Moderate intensity aerobic exercise may also reduce fat under the skin to a greater extent than diet alone.  Fat in the body is stored in three main areas – under the skin, surrounding the internal organs, and between muscle cells.  Fat stored under the skin (known as subcutaneous tissue) is one of the main reasons many people decide to lose weight.  It is the fat one can pinch; around the waist, arms or hips.  Japanese scientists have discovered that a moderate aerobic exercise program can reduce subcutaneous tissue to a greater extent than diet alone (Abe et al., 1997).  In contrast, diets appear to have a greater effect on the fat that surrounds the internal organs (known as visceral fat). With dieting alone, one burns lean body mass, or muscle, and a little fat, explains Dr. Anthony Wilcox, an exercise physiologist and the chairman of the Department of Exercise and Sports Science at Oregon State University.  “I don’t think the public is well aware of the difference between weight loss and fat loss. Fat loss while maintaining lean body mass is what they need to be concerned about.  If two people weigh the same, the one with more fat will look heavier than the one carrying dense muscle” Dr. Wilcox says.  (  A pound of fat, though it actually weighs less than muscle, simply takes up more space.  Even if weight loss is minimal, obese individuals showing a good level of cardio respiratory fitness are at reduced risk for cardiovascular mortality (heart attacks) than lean but poorly fit subjects.   (Exercise in weight management of obesity.  Cardiology Clinics.  2001 Aug.  p.459 –70) 

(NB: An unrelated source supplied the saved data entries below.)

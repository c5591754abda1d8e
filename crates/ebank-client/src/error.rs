//! Error types for ebank-client

use thiserror::Error;

#[derive(Error, Debug)]
pub enum ClientError {
    #[error("Not found: {resource}")]
    NotFound { resource: String },

    #[error("Backend returned status {status}: {body}")]
    Status { status: u16, body: String },

    #[error("Backend unreachable: {message}")]
    Transport { message: String },

    #[error("Invalid response body: {message}")]
    Decode { message: String },

    #[error("Invalid backend URL: {url}")]
    InvalidUrl { url: String },
}

impl ClientError {
    /// HTTP status reported by the backend, if the request got that far
    pub fn status(&self) -> Option<u16> {
        match self {
            ClientError::NotFound { .. } => Some(404),
            ClientError::Status { status, .. } => Some(*status),
            _ => None,
        }
    }

    /// Response body text of a failed request, when the backend sent one
    pub fn body_text(&self) -> Option<&str> {
        match self {
            ClientError::Status { body, .. } if !body.trim().is_empty() => Some(body.trim()),
            _ => None,
        }
    }

    pub fn is_not_found(&self) -> bool {
        matches!(self, ClientError::NotFound { .. })
    }
}

impl From<reqwest::Error> for ClientError {
    fn from(error: reqwest::Error) -> Self {
        if error.is_decode() {
            ClientError::Decode {
                message: error.to_string(),
            }
        } else {
            ClientError::Transport {
                message: error.to_string(),
            }
        }
    }
}

#[cfg(test)]
mod tests {
    use super::*;

    #[test]
    fn test_status_and_body_text() {
        let err = ClientError::Status {
            status: 400,
            body: "  Balance not sufficient \n".to_string(),
        };
        assert_eq!(err.status(), Some(400));
        assert_eq!(err.body_text(), Some("Balance not sufficient"));

        let empty = ClientError::Status {
            status: 500,
            body: "   ".to_string(),
        };
        assert_eq!(empty.body_text(), None);
    }

    #[test]
    fn test_not_found() {
        let err = ClientError::NotFound {
            resource: "account ACC-1".to_string(),
        };
        assert!(err.is_not_found());
        assert_eq!(err.status(), Some(404));
        assert_eq!(err.to_string(), "Not found: account ACC-1");
    }
}
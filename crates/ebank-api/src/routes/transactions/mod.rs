//! Transaction routes - Credit, debit and transfer forms
//!
//! Structure:
//! - api.rs: HTMX form submissions
//! - page.rs: Full page rendering and the shared form panel

pub mod api;
pub mod page;

pub use api::{htmx_credit, htmx_debit, htmx_transfer};
pub use page::{page_transactions, render_transaction_panel, PanelForm, Tab};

Also, exercise keeps one’s body from becoming flabby as they lose weight.  “If one does not exercise while dieting, they will actually lose muscle and get flabbier” explains Carrie Trimmer, M.S., an exercise physiologist at Penn State Hershey Medical Center and a member of the American College of Sports Medicine.    (

Back to top


       V.     Does aerobic exercise actually speed up weight loss?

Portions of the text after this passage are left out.